On 28 February 1916, a man named Norman Maciver walked into an army recruitment centre at Saltcoats in Saskatchewan, Canada. Norman was a man of small stature, half an inch short of 5 feet, with a chest circumference of only 30½ inches. He was apparently eager to join the Canadian Expedionary Force fighting in France. His mother, erroneously named Mary Macaulay on his enrolment paper, lived a dozen miles away in Wroxton. Norman was born in the Isle of Lewis in 1899 and not married in 1916. On 12 December 1916, he was signed off medically unfit.
On 20 January 1917, a man named Norman Maciver walked into an army recruitment centre at Melville in Saskatchewan, Canada. Norman was a man of small stature, half an inch short of 5 feet, with a chest circumference of only 31½ inches. but apparently eager to join the Canadian Expedionary Force fighting in France.

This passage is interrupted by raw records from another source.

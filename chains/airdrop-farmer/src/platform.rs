//! Off-chain platform adapters.
//!
//! Discord and Twitter clients plug in through [`PlatformAdapter`]; without
//! one, their actions are logged and reported as not completed.

use anyhow::Result;
use async_trait::async_trait;
use core_logic::PlatformAdapter;
use std::fmt::Debug;
use tracing::warn;

#[derive(Debug, Clone, Copy)]
pub struct UnconfiguredAdapter {
    platform: &'static str,
}

impl UnconfiguredAdapter {
    pub fn discord() -> Self {
        Self { platform: "discord" }
    }

    pub fn twitter() -> Self {
        Self { platform: "twitter" }
    }
}

#[async_trait]
impl<A> PlatformAdapter<A> for UnconfiguredAdapter
where
    A: Debug + Send + Sync + 'static,
{
    fn platform(&self) -> &str {
        self.platform
    }

    async fn perform_action(&self, action: &A) -> Result<bool> {
        warn!(
            "No {} client configured, skipping {:?}",
            self.platform, action
        );
        Ok(false)
    }
}

#[cfg(test)]
mod tests {
    use super::*;
    use crate::action::TwitterAction;

    #[tokio::test]
    async fn test_unconfigured_reports_not_completed() {
        let adapter = UnconfiguredAdapter::twitter();
        let action = TwitterAction::Tweet { text: "gm".into() };
        let done = PlatformAdapter::<TwitterAction>::perform_action(&adapter, &action)
            .await
            .unwrap();
        assert!(!done);
        assert_eq!(PlatformAdapter::<TwitterAction>::platform(&adapter), "twitter");
    }
}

His mother, Mary lived a dozen miles away in Yorkton, where he himself also lived. Norman was born in the Isle of Lewis in 1898 and not married in 1917. On 14 June 1917, he was signed off medically unfit.
Are these the same? It would appear so, tantalisingly so. I have been unable to find a birth certificate for a Norman Maciver being born in either 1898 or 1899, with a mother named Mary. But the similarities are striking. However, having gone through several hundred attestation papers, a chest circumference of 31 inches is very small (average being nearer 38), as is Norman's height of 4' 11.5" (1.50 metres). Maybe that prompted his dismissal as medically unfit? We shall probably never know.